Condition or disease Intervention/treatment Phase
Muscular Atrophy, Spinal Drug: RO7034067 Phase 2 Phase 3

Study Type : Interventional  (Clinical Trial)
Estimated Enrollment : 48 participants
Allocation: Non-Randomized
Intervention Model: Sequential Assignment
Masking: None (Open Label)
Primary Purpose: Treatment
Official Title: A Two Part Seamless, Open-label, Multicenter Study to Investigate the Safety, Tolerability, Pharmacokinetics, Pharmacodynamics and Efficacy of RO7034067 in Infants With Type 1 Spinal Muscular Atrophy
Actual Study Start Date : December 24, 2016
Estimated Primary Completion Date : September 2, 2019
Estimated Study Completion Date : September 1, 2020


Arm Intervention/treatment
Experimental: Part 1 (Dose Finding): RO7034067
Participants will receive multiple ascending doses of RO7034067, administered orally once daily for 4 weeks followed by open-label extension phase.
Drug: RO7034067
RO7034067 will be administered orally.

Experimental: Part 2 (Confirmatory): RO7034067
Participants will receive RO7034067, administered orally at the dose defined in Part 1 of the study.
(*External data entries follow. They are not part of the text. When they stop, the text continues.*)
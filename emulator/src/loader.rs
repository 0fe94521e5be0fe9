//! Word-image loading.
//!
//! An image file carries already-assembled 36-bit words, one per line,
//! as `address: value` in octal. `#` starts a comment. The loader banks
//! the image into fresh main storage and wires the conventional system
//! banks (interrupt control stack, level-0 descriptor table) so the
//! processor can deliver interrupts from the first cycle.

use std::sync::Arc;

use thiserror::Error;
use tracing::debug;

use crate::constants as C;
use crate::runtime::banks::{
    AccessInfo, AccessPermissions, BankDescriptor, BankType, BaseRegister,
};
use crate::runtime::Processor;
use crate::storage::{AbsoluteAddress, MainStorage, StorageInventory};
use crate::word::{Word36, BIT_MASK};

#[derive(Debug, Error)]
pub enum ImageError {
    #[error("line {line}: expected `address: value`")]
    MalformedLine { line: usize },

    #[error("line {line}: invalid octal field {field:?}")]
    InvalidOctal { line: usize, field: String },

    #[error("line {line}: word {value:o} exceeds 36 bits")]
    WordTooWide { line: usize, value: u64 },

    #[error("address {address:o} is below the program bank (lower limit {PROGRAM_LOWER_LIMIT:o})")]
    AddressOutOfRange { address: u64 },

    #[error("image is empty")]
    Empty,
}

/// A parsed word image: relative addresses and their contents.
#[derive(Debug, Clone, Default)]
pub struct Image {
    pub words: Vec<(u64, Word36)>,
}

impl Image {
    /// Parses the `address: value` text form.
    ///
    /// # Errors
    ///
    /// Returns an [`ImageError`] describing the first malformed line.
    pub fn parse(source: &str) -> Result<Image, ImageError> {
        let mut words = Vec::new();

        for (index, raw_line) in source.lines().enumerate() {
            let line = index + 1;
            let text = raw_line.split('#').next().unwrap_or("").trim();
            if text.is_empty() {
                continue;
            }

            let (address_text, value_text) = text
                .split_once(':')
                .ok_or(ImageError::MalformedLine { line })?;

            let address = parse_octal(address_text.trim(), line)?;
            let value = parse_octal(value_text.trim(), line)?;
            if value > BIT_MASK {
                return Err(ImageError::WordTooWide { line, value });
            }

            words.push((address & 0o777777, Word36::new(value)));
        }

        Ok(Image { words })
    }

    /// Lowest populated address, the default entry point.
    #[must_use]
    pub fn first_address(&self) -> Option<u64> {
        self.words.iter().map(|&(address, _)| address).min()
    }

    /// Highest populated address.
    #[must_use]
    pub fn last_address(&self) -> Option<u64> {
        self.words.iter().map(|&(address, _)| address).max()
    }
}

fn parse_octal(field: &str, line: usize) -> Result<u64, ImageError> {
    let digits = field.strip_prefix("0o").unwrap_or(field);
    u64::from_str_radix(digits, 8).map_err(|_| ImageError::InvalidOctal {
        line,
        field: field.to_owned(),
    })
}

//  Conventional absolute layout of the booted machine.
const PROGRAM_BASE: u64 = 0o100000;
const ICS_BASE: u64 = 0o30000;
const ICS_SIZE: u64 = 0o400;
const ICS_FRAME_SIZE: u64 = 0o20;
const BDT_BASE: u64 = 0o40000;
const BDT_SIZE: u64 = 0o4000;
const HANDLER_BASE: u64 = 0o50000;
const HANDLER_SIZE: u64 = 0o1000;
const HANDLER_BDI: u64 = 0o40;

/// Lowest relative address a program bank may occupy; below it lies the
/// GRS window.
pub const PROGRAM_LOWER_LIMIT: u64 = 0o200;

fn all_access() -> AccessPermissions {
    AccessPermissions::ENTER | AccessPermissions::READ | AccessPermissions::WRITE
}

fn bank(base: u64, lower: u64, upper: u64) -> BaseRegister {
    BaseRegister {
        void_flag: false,
        large_size: false,
        base_address: AbsoluteAddress::new(0, 0, base),
        lower_limit_normalized: lower,
        upper_limit_normalized: upper,
        access_lock: AccessInfo::default(),
        general_permissions: all_access(),
        special_permissions: all_access(),
    }
}

/// Builds a started basic-mode processor with the image banked on B12
/// and the program counter at `entry`.
///
/// # Errors
///
/// Returns [`ImageError::Empty`] for an image with no words.
pub fn boot(image: &Image, entry: Option<u64>) -> Result<Processor, ImageError> {
    let first = image.first_address().ok_or(ImageError::Empty)?;
    let last = image.last_address().unwrap_or(first);
    let entry = entry.unwrap_or(first);

    let lower = PROGRAM_LOWER_LIMIT;
    if first < lower {
        return Err(ImageError::AddressOutOfRange { address: first });
    }
    let upper = (last | 0o777).max(entry);
    let storage_size = PROGRAM_BASE + (upper - lower) + 1;
    let storage = Arc::new(MainStorage::new(0, storage_size as usize));

    debug!(words = image.words.len(), entry, "banking image");
    for &(address, value) in &image.words {
        let absolute = AbsoluteAddress::new(0, 0, PROGRAM_BASE + address - lower);
        storage.set(absolute, value).expect("image fits its bank");
    }

    //  interrupt vectors: all classes share one handler bank for the
    //  embedder to fill in
    let vector = Word36::new(HANDLER_BDI << 18);
    for class in 0..C::INTERRUPT_VECTOR_COUNT {
        storage
            .set(AbsoluteAddress::new(0, 0, BDT_BASE + class), vector)
            .expect("vector area fits");
    }

    let descriptor = BankDescriptor {
        bank_type_code: BankType::ExtendedMode.code(),
        general_permissions: all_access(),
        special_permissions: all_access(),
        access_lock: AccessInfo::default(),
        large_size: false,
        general_fault: false,
        lower_limit_normalized: 0,
        upper_limit_normalized: HANDLER_SIZE - 1,
        base_address: AbsoluteAddress::new(0, 0, HANDLER_BASE),
        target_level: 0,
        target_bank_descriptor_index: 0,
    };
    for (wx, word) in descriptor.to_words().iter().enumerate() {
        storage
            .set(
                AbsoluteAddress::new(0, 0, BDT_BASE + HANDLER_BDI * 8 + wx as u64),
                *word,
            )
            .expect("descriptor fits");
    }

    let mut inventory = StorageInventory::new();
    inventory.add(storage);

    let mut processor = Processor::new("IP0", 0, inventory);
    processor
        .designator_register_mut()
        .insert(crate::runtime::registers::DesignatorRegister::BASIC_MODE);

    processor.set_base_register(12, bank(PROGRAM_BASE, lower, upper));
    processor.set_base_register(C::ICS_BASE_REGISTER, bank(ICS_BASE, 0, ICS_SIZE - 1));
    processor.set_base_register(C::L0_BDT_BASE_REGISTER, bank(BDT_BASE, 0, BDT_SIZE - 1));

    let mut pointer = Word36::POSITIVE_ZERO;
    pointer.set_h1(ICS_FRAME_SIZE);
    pointer.set_h2(ICS_SIZE - ICS_FRAME_SIZE);
    processor
        .general_registers_mut()
        .set(C::ICS_INDEX_REGISTER, pointer);

    processor.set_program_address(Word36::new(entry));
    processor.start();
    Ok(processor)
}

#[cfg(test)]
mod tests {
    use super::*;
    use pretty_assertions::assert_eq;

    #[test]
    fn parses_addresses_and_comments() {
        let image = Image::parse(
            "# a tiny image\n\
             01000: 107120001000\n\
             01001: 0o777760000000  # HALT\n\
             \n",
        )
        .unwrap();

        assert_eq!(image.words.len(), 2);
        assert_eq!(image.first_address(), Some(0o1000));
        assert_eq!(image.words[0].1.raw(), 0o107120_001000);
    }

    #[test]
    fn rejects_bad_lines() {
        assert!(matches!(
            Image::parse("01000 107120001000"),
            Err(ImageError::MalformedLine { line: 1 })
        ));
        assert!(matches!(
            Image::parse("01000: 9999"),
            Err(ImageError::InvalidOctal { line: 1, .. })
        ));
        assert!(matches!(
            Image::parse("01000: 7777777777777"),
            Err(ImageError::WordTooWide { line: 1, .. })
        ));
    }

    #[test]
    fn boots_and_runs_an_image() {
        use crate::instruction::InstructionWord;
        use crate::runtime::{registers, StopReason};

        //  LA,U A5,01000 then HALT
        let la = InstructionWord::from_fields_hiu(0o10, 0o16, 5, 0, 0o1000).word();
        let halt = InstructionWord::from_fields_hiu(0o77, 0o17, 0o17, 0, 0).word();
        let source = format!("01000: {la}\n01001: {halt}\n");

        let image = Image::parse(&source).unwrap();
        let mut processor = boot(&image, None).unwrap();
        let (reason, _) = processor.run();

        assert_eq!(reason, StopReason::Development);
        assert_eq!(
            processor
                .general_registers()
                .get(registers::A0 + 5)
                .raw(),
            0o1000
        );
    }

    #[test]
    fn empty_image_is_an_error() {
        let image = Image::parse("# nothing\n").unwrap();
        assert!(matches!(boot(&image, None), Err(ImageError::Empty)));
    }
}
Treatments will continue maximum up to 24-months.
Drug: RO7034067
RO7034067 will be administered orally.




Primary Outcome Measures :
  1. Recommended Part 2 Dose of RO7034067 [ Time Frame: 2 weeks ]
  2. Part 2: Percentage of Infants who are Sitting Without Support at 12-months of Treatment Assessed by the Gross Motor Scale of the Bayley Scales of Infant and Toddler development Third Edition (BSID-III) [ Time Frame: Month 12 ]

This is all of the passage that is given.